In his research methods class, Brian Roberts, chair of the political science department, now has students located from Alaska to France, and he is considering the challenges that time differences and distance pose when adapting the group project.

“I’m trying to really think carefully about what is absolutely essential to a course and how we can maintain quality but simplify to the extent that we can, and be considerate of everybody’s needs,” says Roberts.

The shift to online isn’t hampering Duncan Charters’ classes. “I’m giving [my students] more opportunities to have the practice that they need,” says the chair of the languages and cultures department.

Not only will students continue to have weekly, small group discussions with a native Spanish speaker, but Charters will add one-on-one sessions with a native speaker. He will also have an open phone from 9 a.m. to 9 p.m. (CDT) daily, and he aims to check in at least every other week with individual testing.

“We’re trying to do our best for everyone, just so no one’s disadvantaged by having to go online,” he says.

Faculty are collaborating within their divisions to explore new ways of delivering content, and many faculty members have been generous with sharing their own expertise and experience with various platforms, as well as teaching techniques, said Roberts.

Many faculty are also finding resources through colleagues at other institutions and through professional associations. “We are trying, as far as possible, not to act in a vacuum and not to act in isolation – that we are needing to collaborate with the education industry as a whole, nationally,” says Vucinovich.

“The whole field of teaching art, and the community of professors and art teachers in the country have just poured out different blogs and gatherings of ideas for how to do that,” says Martin.

“I’m taking ideas wherever I can find them,” says Rose Whitmore, associate professor of music, who is finding resources everywhere from Facebook groups for teaching avenues to Principia College’s Center for Teaching and Learning.

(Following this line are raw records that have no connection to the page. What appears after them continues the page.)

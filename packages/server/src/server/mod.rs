// HTTP server (health endpoint) and the Telegram update loop
pub mod app;
pub mod bot;
pub mod routes;

pub use app::*;
pub use bot::run_bot;
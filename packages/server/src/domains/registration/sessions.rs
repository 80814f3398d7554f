//! In-flight registration dialogues, one per user.
//!
//! Dialogues idle for longer than the timeout are dropped the next time
//! they are looked up, or when any dialogue is stored; nothing from them is
//! committed.

use std::collections::HashMap;
use std::sync::{Mutex, MutexGuard, PoisonError};
use std::time::Duration;
use tokio::time::Instant;
use tracing::debug;

use crate::common::UserId;
use crate::domains::registration::dialogue::Dialogue;

pub const DIALOGUE_TIMEOUT: Duration = Duration::from_secs(60 * 60);

struct Session {
    dialogue: Dialogue,
    last_activity: Instant,
}

pub struct RegistrationSessions {
    sessions: Mutex<HashMap<UserId, Session>>,
    timeout: Duration,
}

impl RegistrationSessions {
    pub fn new() -> Self {
        Self::with_timeout(DIALOGUE_TIMEOUT)
    }

    pub fn with_timeout(timeout: Duration) -> Self {
        Self {
            sessions: Mutex::new(HashMap::new()),
            timeout,
        }
    }

    fn sessions(&self) -> MutexGuard<'_, HashMap<UserId, Session>> {
        self.sessions.lock().unwrap_or_else(PoisonError::into_inner)
    }

    /// Store a dialogue, replacing any previous one for the same user.
    /// Lapsed dialogues of other users are evicted on the way.
    pub fn put(&self, dialogue: Dialogue) {
        let user_id = dialogue.user_id;
        let mut sessions = self.sessions();
        let before = sessions.len();
        sessions.retain(|_, session| session.last_activity.elapsed() <= self.timeout);
        if sessions.len() < before {
            debug!(evicted = before - sessions.len(), "Evicted lapsed registration dialogues");
        }
        sessions.insert(
            user_id,
            Session {
                dialogue,
                last_activity: Instant::now(),
            },
        );
    }

    /// Remove and return the user's dialogue unless it has timed out.
    pub fn take(&self, user_id: UserId) -> Option<Dialogue> {
        let session = self.sessions().remove(&user_id)?;
        if session.last_activity.elapsed() > self.timeout {
            debug!(user_id = %user_id, "Registration dialogue timed out");
            return None;
        }
        Some(session.dialogue)
    }

    /// Drop the user's dialogue. Returns whether a live one existed.
    pub fn discard(&self, user_id: UserId) -> bool {
        self.sessions()
            .remove(&user_id)
            .is_some_and(|session| session.last_activity.elapsed() <= self.timeout)
    }

    /// Dialogues held in memory, lapsed ones included until evicted.
    pub fn len(&self) -> usize {
        self.sessions().len()
    }

    pub fn is_empty(&self) -> bool {
        self.len() == 0
    }

    pub fn is_open(&self, user_id: UserId) -> bool {
        self.sessions()
            .get(&user_id)
            .is_some_and(|session| session.last_activity.elapsed() <= self.timeout)
    }
}

impl Default for RegistrationSessions {
    fn default() -> Self {
        Self::new()
    }
}

#[cfg(test)]
mod tests {
    use super::*;

    #[tokio::test(start_paused = true)]
    async fn test_dialogue_survives_within_timeout() {
        let sessions = RegistrationSessions::new();
        sessions.put(Dialogue::new(UserId::new(1), "ana"));

        tokio::time::advance(Duration::from_secs(59 * 60)).await;

        assert!(sessions.is_open(UserId::new(1)));
        assert!(sessions.take(UserId::new(1)).is_some());
        assert!(sessions.take(UserId::new(1)).is_none());
    }

    #[tokio::test(start_paused = true)]
    async fn test_idle_dialogue_is_dropped() {
        let sessions = RegistrationSessions::new();
        sessions.put(Dialogue::new(UserId::new(1), "ana"));

        tokio::time::advance(DIALOGUE_TIMEOUT + Duration::from_secs(1)).await;

        assert!(!sessions.is_open(UserId::new(1)));
        assert!(sessions.take(UserId::new(1)).is_none());
    }

    #[tokio::test(start_paused = true)]
    async fn test_put_refreshes_activity() {
        let sessions = RegistrationSessions::new();
        sessions.put(Dialogue::new(UserId::new(1), "ana"));

        tokio::time::advance(Duration::from_secs(50 * 60)).await;
        let dialogue = sessions.take(UserId::new(1)).unwrap();
        sessions.put(dialogue);
        tokio::time::advance(Duration::from_secs(50 * 60)).await;

        assert!(sessions.is_open(UserId::new(1)));
    }

    #[tokio::test(start_paused = true)]
    async fn test_abandoned_dialogues_are_evicted_on_put() {
        let sessions = RegistrationSessions::new();
        for id in 1..=1000 {
            sessions.put(Dialogue::new(UserId::new(id), "visitor"));
        }
        assert_eq!(sessions.len(), 1000);

        tokio::time::advance(Duration::from_secs(48 * 60 * 60)).await;
        sessions.put(Dialogue::new(UserId::new(5000), "late"));

        assert_eq!(sessions.len(), 1);
        assert!(sessions.is_open(UserId::new(5000)));
        assert!(sessions.discard(UserId::new(5000)));
        assert!(sessions.is_empty());
    }

    #[tokio::test(start_paused = true)]
    async fn test_eviction_keeps_live_dialogues() {
        let sessions = RegistrationSessions::new();
        sessions.put(Dialogue::new(UserId::new(1), "old"));
        tokio::time::advance(Duration::from_secs(40 * 60)).await;
        sessions.put(Dialogue::new(UserId::new(2), "mid"));
        tokio::time::advance(Duration::from_secs(30 * 60)).await;

        sessions.put(Dialogue::new(UserId::new(3), "new"));

        assert_eq!(sessions.len(), 2);
        assert!(!sessions.is_open(UserId::new(1)));
        assert!(sessions.is_open(UserId::new(2)));
    }

    #[tokio::test]
    async fn test_discard_reports_live_dialogue() {
        let sessions = RegistrationSessions::new();
        assert!(!sessions.discard(UserId::new(1)));

        sessions.put(Dialogue::new(UserId::new(1), "ana"));
        assert!(sessions.discard(UserId::new(1)));
        assert!(!sessions.is_open(UserId::new(1)));
    }
}
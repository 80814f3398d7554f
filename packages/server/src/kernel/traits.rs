// Trait definitions for dependency injection
//
// These are INFRASTRUCTURE traits only - no business logic.
// Transition rules live in domains::subscription; stores and notifiers just move data.
//
// Naming convention: Base* for trait names (e.g., BaseRecordStore, BaseNotifier)

use anyhow::Result;
use async_trait::async_trait;
use chrono::{DateTime, Utc};
use std::time::Duration;

use crate::common::UserId;
use crate::domains::approval::DecisionKind;
use crate::domains::subscription::models::{DraftRecord, SubscriptionStatus, UserRecord};

// =============================================================================
// Record Store Trait (Infrastructure - durable subscriber records)
// =============================================================================

#[async_trait]
pub trait BaseRecordStore: Send + Sync {
    /// Read one record
    async fn get(&self, user_id: UserId) -> Result<Option<UserRecord>>;

    /// Insert a draft, or reset an existing record whose status is in `resettable`.
    /// Returns `None` (and writes nothing) when the existing record is not resettable.
    async fn start_draft(
        &self,
        draft: &DraftRecord,
        resettable: &[SubscriptionStatus],
        now: DateTime<Utc>,
    ) -> Result<Option<UserRecord>>;

    /// Atomic read-modify-write: set status and expiry only if the stored status is
    /// `expected` and the stored expiry is still `expected_expires_at`.
    /// Returns `None` when the stored record differs (or is missing).
    async fn compare_and_set(
        &self,
        user_id: UserId,
        expected: SubscriptionStatus,
        expected_expires_at: Option<DateTime<Utc>>,
        next: SubscriptionStatus,
        expires_at: Option<DateTime<Utc>>,
    ) -> Result<Option<UserRecord>>;

    /// Active records expiring on or before `threshold`
    async fn find_expiring_by(&self, threshold: DateTime<Utc>) -> Result<Vec<(UserId, DateTime<Utc>)>>;

    /// Active records whose expiry is before `now`
    async fn find_expired_before(&self, now: DateTime<Utc>) -> Result<Vec<(UserId, String)>>;

    /// Records of any status born on `month`/`day`
    async fn find_birthdays(&self, month: u32, day: u32) -> Result<Vec<(UserId, String)>>;
}

// =============================================================================
// Notifier Trait (Infrastructure - chat delivery and group membership)
// =============================================================================

/// A payment proof to hand to the administrator for review.
#[derive(Debug, Clone, PartialEq, Eq)]
pub struct ProofSubmission {
    pub user_id: UserId,
    pub display_name: String,
    pub email: String,
    pub kind: DecisionKind,
    /// Chat message holding the proof image, forwarded as-is.
    pub message_id: i64,
}

#[async_trait]
pub trait BaseNotifier: Send + Sync {
    /// Send a text message to a user
    async fn send_message(&self, user_id: UserId, text: &str) -> Result<()>;

    /// Forward a proof to the administrator together with approve/reject controls
    async fn forward_proof_to_admin(&self, proof: &ProofSubmission) -> Result<()>;

    /// Remove a user from the managed group (they may rejoin with a new invite)
    async fn revoke_group_access(&self, user_id: UserId) -> Result<()>;

    /// Create a group invite valid for one join within `ttl`; returns the link
    async fn create_single_use_invite(&self, ttl: Duration) -> Result<String>;
}
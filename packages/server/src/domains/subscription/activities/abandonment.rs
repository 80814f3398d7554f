//! Abandoned-payment follow-up
//!
//! A draft that never receives a proof gets one reminder 24 hours later.

use std::time::Duration;
use tracing::{debug, error, info};

use crate::common::{SubscriptionError, UserId};
use crate::domains::subscription::messages;
use crate::domains::subscription::models::SubscriptionStatus;
use crate::kernel::ServerDeps;

pub const ABANDONMENT_DELAY: Duration = Duration::from_secs(24 * 60 * 60);

/// Schedule the reminder for `user_id`, replacing any pending one.
pub fn arm_abandonment_timer(user_id: UserId, deps: &ServerDeps) {
    let fire_deps = deps.clone();
    deps.timers.arm(user_id, ABANDONMENT_DELAY, async move {
        if let Err(e) = send_abandonment_reminder(user_id, &fire_deps).await {
            error!(user_id = %user_id, task = "abandonment", error = %e, "Abandonment follow-up failed");
        }
    });
    debug!(user_id = %user_id, "Abandonment timer armed");
}

pub fn cancel_abandonment_timer(user_id: UserId, deps: &ServerDeps) -> bool {
    let cancelled = deps.timers.cancel(user_id);
    if cancelled {
        debug!(user_id = %user_id, "Abandonment timer cancelled");
    }
    cancelled
}

/// Timer body. Sends the reminder only if the user is still waiting to pay;
/// the abort in `cancel_abandonment_timer` can lose to a timer that already woke.
///
/// Returns whether a reminder was sent.
pub async fn send_abandonment_reminder(
    user_id: UserId,
    deps: &ServerDeps,
) -> Result<bool, SubscriptionError> {
    let record = deps
        .store
        .get(user_id)
        .await
        .map_err(SubscriptionError::store)?;

    if record.map(|r| r.status) != Some(SubscriptionStatus::PendingPayment) {
        debug!(user_id = %user_id, "User left pending payment, skipping reminder");
        return Ok(false);
    }

    deps.notifier
        .send_message(user_id, &messages::abandonment_reminder(&deps.config.payment_info))
        .await
        .map_err(SubscriptionError::delivery)?;

    info!(user_id = %user_id, "Abandonment reminder sent");
    Ok(true)
}
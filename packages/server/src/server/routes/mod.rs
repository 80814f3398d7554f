// HTTP routes
pub mod health;

pub use health::*;
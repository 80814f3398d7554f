//! Approval domain - the administrator's accept/reject decisions on payment proofs

pub mod activities;
pub mod decision;

pub use decision::{AdminDecision, DecisionAction, DecisionKind};
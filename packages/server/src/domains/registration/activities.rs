//! Registration activities - entry, dialogue input and cancellation

use chrono::{DateTime, Utc};
use tracing::info;

use crate::common::{SubscriptionError, UserId};
use crate::domains::registration::dialogue::{Dialogue, DialogueReply};
use crate::domains::subscription::activities::{start_draft, transition};
use crate::domains::subscription::machines::Trigger;
use crate::domains::subscription::models::{SubscriptionStatus, UserRecord};
use crate::kernel::ServerDeps;

/// Result of `/start` or `/acesso`.
#[derive(Debug, Clone, PartialEq, Eq)]
pub enum EntryOutcome {
    DialogueOpened,
    AlreadyActive { expires_at: Option<DateTime<Utc>> },
    UnderReview,
    AwaitingPayment,
    AwaitingRenewalPayment,
    MustRenew,
}

/// Result of one text message sent while a dialogue may be open.
#[derive(Debug, Clone, PartialEq)]
pub enum InputOutcome {
    /// No live dialogue for this user; the text is not registration input.
    NoDialogue,
    Reply(DialogueReply),
    Committed(UserRecord),
}

#[derive(Debug, Clone, Copy, PartialEq, Eq)]
pub enum CancelOutcome {
    DraftRejected,
    DialogueDiscarded,
    NothingToCancel,
}

/// Decide what a registration entry command does for this user.
pub async fn begin_registration(
    user_id: UserId,
    display_name: &str,
    deps: &ServerDeps,
) -> Result<EntryOutcome, SubscriptionError> {
    let record = deps
        .store
        .get(user_id)
        .await
        .map_err(SubscriptionError::store)?;

    let outcome = match record.as_ref().map(|r| r.status) {
        Some(SubscriptionStatus::Active) => EntryOutcome::AlreadyActive {
            expires_at: record.and_then(|r| r.expires_at),
        },
        Some(SubscriptionStatus::PendingApprovalNew | SubscriptionStatus::PendingApprovalRenewal) => {
            EntryOutcome::UnderReview
        }
        Some(SubscriptionStatus::PendingPayment) => EntryOutcome::AwaitingPayment,
        Some(SubscriptionStatus::PendingRenewal) => EntryOutcome::AwaitingRenewalPayment,
        Some(SubscriptionStatus::Expired) => EntryOutcome::MustRenew,
        None | Some(SubscriptionStatus::Rejected) => {
            info!(user_id = %user_id, "Starting registration dialogue");
            deps.sessions.put(Dialogue::new(user_id, display_name));
            EntryOutcome::DialogueOpened
        }
    };

    Ok(outcome)
}

/// Feed a text message to the user's dialogue; commits the draft on confirmation.
pub async fn handle_registration_input(
    user_id: UserId,
    text: &str,
    now: DateTime<Utc>,
    deps: &ServerDeps,
) -> Result<InputOutcome, SubscriptionError> {
    let Some(mut dialogue) = deps.sessions.take(user_id) else {
        return Ok(InputOutcome::NoDialogue);
    };

    match dialogue.advance(text) {
        DialogueReply::Confirmed(draft) => {
            // the dialogue ends here whether or not the draft is stored
            let record = start_draft(draft, now, deps).await?;
            Ok(InputOutcome::Committed(record))
        }
        reply => {
            deps.sessions.put(dialogue);
            Ok(InputOutcome::Reply(reply))
        }
    }
}

/// `/cancelar`: drop any dialogue and reject a draft still waiting for payment.
pub async fn cancel_registration(
    user_id: UserId,
    now: DateTime<Utc>,
    deps: &ServerDeps,
) -> Result<CancelOutcome, SubscriptionError> {
    let discarded = deps.sessions.discard(user_id);

    match transition(user_id, Trigger::UserCancelled, now, deps).await {
        Ok(_) => {
            info!(user_id = %user_id, "User cancelled pending registration");
            Ok(CancelOutcome::DraftRejected)
        }
        Err(e) if e.is_state_conflict() => Ok(if discarded {
            CancelOutcome::DialogueDiscarded
        } else {
            CancelOutcome::NothingToCancel
        }),
        Err(e) => Err(e),
    }
}

#[cfg(test)]
mod tests {
    use super::*;
    use crate::domains::registration::dialogue::{CONFIRM_NO, CONFIRM_YES};
    use crate::kernel::test_dependencies::{subscriber, MockRecordStore};
    use crate::kernel::TestDependencies;
    use chrono::Duration;

    fn deps_with(record: UserRecord) -> ServerDeps {
        let (deps, _, _) = TestDependencies::new()
            .mock_store(MockRecordStore::new().with_record(record))
            .into_deps();
        deps
    }

    #[tokio::test]
    async fn test_entry_depends_on_status() {
        let now = Utc::now();
        let expires = Some(now + Duration::days(9));
        let cases = [
            (
                subscriber(70, SubscriptionStatus::Active, expires),
                EntryOutcome::AlreadyActive { expires_at: expires },
            ),
            (
                subscriber(70, SubscriptionStatus::PendingApprovalNew, None),
                EntryOutcome::UnderReview,
            ),
            (
                subscriber(70, SubscriptionStatus::PendingApprovalRenewal, expires),
                EntryOutcome::UnderReview,
            ),
            (
                subscriber(70, SubscriptionStatus::PendingPayment, None),
                EntryOutcome::AwaitingPayment,
            ),
            (
                subscriber(70, SubscriptionStatus::PendingRenewal, expires),
                EntryOutcome::AwaitingRenewalPayment,
            ),
            (
                subscriber(70, SubscriptionStatus::Expired, Some(now - Duration::days(1))),
                EntryOutcome::MustRenew,
            ),
            (
                subscriber(70, SubscriptionStatus::Rejected, None),
                EntryOutcome::DialogueOpened,
            ),
        ];

        for (record, expected) in cases {
            let deps = deps_with(record);
            let outcome = begin_registration(UserId::new(70), "user_70", &deps).await.unwrap();
            assert_eq!(outcome, expected);
            assert_eq!(
                deps.sessions.is_open(UserId::new(70)),
                expected == EntryOutcome::DialogueOpened
            );
        }
    }

    #[tokio::test]
    async fn test_registration_to_approval_queue() {
        let (deps, store, notifier) = TestDependencies::new().into_deps();
        let user = UserId::new(71);
        let now = Utc::now();

        assert_eq!(
            begin_registration(user, "bia", &deps).await.unwrap(),
            EntryOutcome::DialogueOpened
        );
        for input in ["a@b.com", "01/02/1990"] {
            assert!(matches!(
                handle_registration_input(user, input, now, &deps).await.unwrap(),
                InputOutcome::Reply(_)
            ));
        }

        let record = match handle_registration_input(user, CONFIRM_YES, now, &deps)
            .await
            .unwrap()
        {
            InputOutcome::Committed(record) => record,
            other => panic!("expected commit, got {:?}", other),
        };
        assert_eq!(record.status, SubscriptionStatus::PendingPayment);
        assert_eq!(record.expires_at, None);
        assert_eq!(record.display_name, "bia");
        assert!(!deps.sessions.is_open(user));
        assert!(deps.timers.is_armed(user));

        crate::domains::subscription::activities::submit_proof(user, 900, now, &deps)
            .await
            .unwrap();
        assert_eq!(store.status(user), Some(SubscriptionStatus::PendingApprovalNew));
        assert_eq!(notifier.proofs().len(), 1);
    }

    #[tokio::test]
    async fn test_restart_keeps_dialogue_open() {
        let (deps, store, _) = TestDependencies::new().into_deps();
        let user = UserId::new(72);
        let now = Utc::now();

        begin_registration(user, "caio", &deps).await.unwrap();
        handle_registration_input(user, "c@d.com", now, &deps).await.unwrap();
        handle_registration_input(user, "03/04/1995", now, &deps).await.unwrap();

        let outcome = handle_registration_input(user, CONFIRM_NO, now, &deps)
            .await
            .unwrap();

        assert_eq!(outcome, InputOutcome::Reply(DialogueReply::Restarted));
        assert!(deps.sessions.is_open(user));
        assert_eq!(store.status(user), None);
    }

    #[tokio::test]
    async fn test_text_without_dialogue_is_not_registration_input() {
        let (deps, _, _) = TestDependencies::new().into_deps();

        let outcome = handle_registration_input(UserId::new(73), "hello", Utc::now(), &deps)
            .await
            .unwrap();

        assert_eq!(outcome, InputOutcome::NoDialogue);
    }

    #[tokio::test]
    async fn test_cancel_rejects_pending_payment_and_stops_timer() {
        let (deps, store, _) = TestDependencies::new().into_deps();
        let user = UserId::new(74);
        let now = Utc::now();

        begin_registration(user, "duda", &deps).await.unwrap();
        for input in ["e@f.com", "05/06/1999", CONFIRM_YES] {
            handle_registration_input(user, input, now, &deps).await.unwrap();
        }

        let outcome = cancel_registration(user, now, &deps).await.unwrap();

        assert_eq!(outcome, CancelOutcome::DraftRejected);
        assert_eq!(store.status(user), Some(SubscriptionStatus::Rejected));
        assert!(!deps.timers.is_armed(user));
    }

    #[tokio::test]
    async fn test_cancel_mid_dialogue_commits_nothing() {
        let (deps, store, _) = TestDependencies::new().into_deps();
        let user = UserId::new(75);

        begin_registration(user, "edu", &deps).await.unwrap();
        handle_registration_input(user, "g@h.com", Utc::now(), &deps)
            .await
            .unwrap();

        let outcome = cancel_registration(user, Utc::now(), &deps).await.unwrap();

        assert_eq!(outcome, CancelOutcome::DialogueDiscarded);
        assert!(!deps.sessions.is_open(user));
        assert_eq!(store.status(user), None);
    }

    #[tokio::test]
    async fn test_cancel_leaves_active_member_alone() {
        let expires = Some(Utc::now() + Duration::days(3));
        let deps = deps_with(subscriber(76, SubscriptionStatus::Active, expires));

        let outcome = cancel_registration(UserId::new(76), Utc::now(), &deps)
            .await
            .unwrap();

        assert_eq!(outcome, CancelOutcome::NothingToCancel);
    }

    #[tokio::test(start_paused = true)]
    async fn test_timed_out_dialogue_commits_nothing() {
        let (deps, store, _) = TestDependencies::new().into_deps();
        let user = UserId::new(77);

        begin_registration(user, "fabi", &deps).await.unwrap();
        handle_registration_input(user, "i@j.com", Utc::now(), &deps)
            .await
            .unwrap();
        tokio::time::advance(std::time::Duration::from_secs(2 * 60 * 60)).await;

        let outcome = handle_registration_input(user, "07/08/1990", Utc::now(), &deps)
            .await
            .unwrap();

        assert_eq!(outcome, InputOutcome::NoDialogue);
        assert_eq!(store.status(user), None);
    }
}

The Creative Arts and Communications Unit is exploring ideas for online collaboration between music, dance, theatre, and the visual arts. “In a way, having to go through this experience might encourage us to do more of that,” says Martin.

Charters has had several opportunities to take workshops on online teaching in the past. In one, he says, the results of a study were presented that generated a list of qualities that make for a successful learner. He plans to share that list with his students.

In another workshop, Charters learned that when a professor is preparing to transition to online teaching, they are typically given a year to develop the materials, learn the skills, and be fully prepared.

Typically, a professor is given a year to develop materials for an online course; right now professors nationwide have had two weeks to develop materials and skills.

“Of course the difference here is we’ve had a couple of weeks to get started on this,” says Charters.

Faculty has been advised not to be too ambitious, he says. “Just look at the content first and put the content before the technology.” With that, academic support has been available to instructors around the clock to help with technological issues, says Charters.

Charters says he has felt for some time that Principia should be looking to expand to online courses. “I think that we have a really good opportunity here to explore, is this something that we should do in the future?”

In the meantime, multiple faculty members echoed the need for empathy moving forward. “We’re just all going to need to be patient and understanding,” says Roberts, “and continue to make adjustments as they seem warranted.”